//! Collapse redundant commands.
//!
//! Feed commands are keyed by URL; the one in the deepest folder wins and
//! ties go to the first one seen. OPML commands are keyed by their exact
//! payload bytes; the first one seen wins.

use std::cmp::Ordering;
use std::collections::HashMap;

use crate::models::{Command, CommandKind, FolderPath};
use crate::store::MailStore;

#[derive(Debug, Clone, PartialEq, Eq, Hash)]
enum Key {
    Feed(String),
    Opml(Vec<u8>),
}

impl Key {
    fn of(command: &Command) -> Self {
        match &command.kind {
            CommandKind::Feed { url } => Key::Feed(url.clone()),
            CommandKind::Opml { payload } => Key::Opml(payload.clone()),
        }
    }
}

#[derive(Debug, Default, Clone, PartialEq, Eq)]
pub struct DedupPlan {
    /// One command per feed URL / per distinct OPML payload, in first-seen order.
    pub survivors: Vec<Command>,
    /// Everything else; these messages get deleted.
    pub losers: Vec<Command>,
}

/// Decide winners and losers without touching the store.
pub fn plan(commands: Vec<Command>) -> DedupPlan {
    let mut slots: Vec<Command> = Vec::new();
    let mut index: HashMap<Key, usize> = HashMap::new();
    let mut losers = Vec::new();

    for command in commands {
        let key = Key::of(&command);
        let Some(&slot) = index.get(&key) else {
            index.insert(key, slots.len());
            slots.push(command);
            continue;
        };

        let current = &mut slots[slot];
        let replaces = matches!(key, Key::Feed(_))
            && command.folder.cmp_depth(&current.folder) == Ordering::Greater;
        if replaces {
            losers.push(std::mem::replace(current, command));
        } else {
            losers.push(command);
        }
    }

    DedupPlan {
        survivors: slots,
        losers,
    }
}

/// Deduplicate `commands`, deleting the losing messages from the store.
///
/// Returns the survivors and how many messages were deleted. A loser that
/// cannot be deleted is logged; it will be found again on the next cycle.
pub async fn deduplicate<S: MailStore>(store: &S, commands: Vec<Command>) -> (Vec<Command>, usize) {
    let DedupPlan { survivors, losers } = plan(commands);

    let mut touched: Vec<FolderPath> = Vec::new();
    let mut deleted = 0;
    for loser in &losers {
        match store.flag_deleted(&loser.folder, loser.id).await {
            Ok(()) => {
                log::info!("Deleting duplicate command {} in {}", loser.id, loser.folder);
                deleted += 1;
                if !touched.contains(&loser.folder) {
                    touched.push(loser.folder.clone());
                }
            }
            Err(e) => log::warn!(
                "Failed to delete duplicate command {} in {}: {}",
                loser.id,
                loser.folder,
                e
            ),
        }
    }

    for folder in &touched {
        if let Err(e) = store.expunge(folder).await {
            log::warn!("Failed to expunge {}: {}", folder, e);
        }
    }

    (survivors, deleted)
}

● **TASK**: Select every line of the records holding the string "slots".

● **EXERCISE ANSWER**:
    let mut slots: Vec<Command> = Vec::new();
            index.insert(key, slots.len());
            slots.push(command);
        let current = &mut slots[slot];
        survivors: slots,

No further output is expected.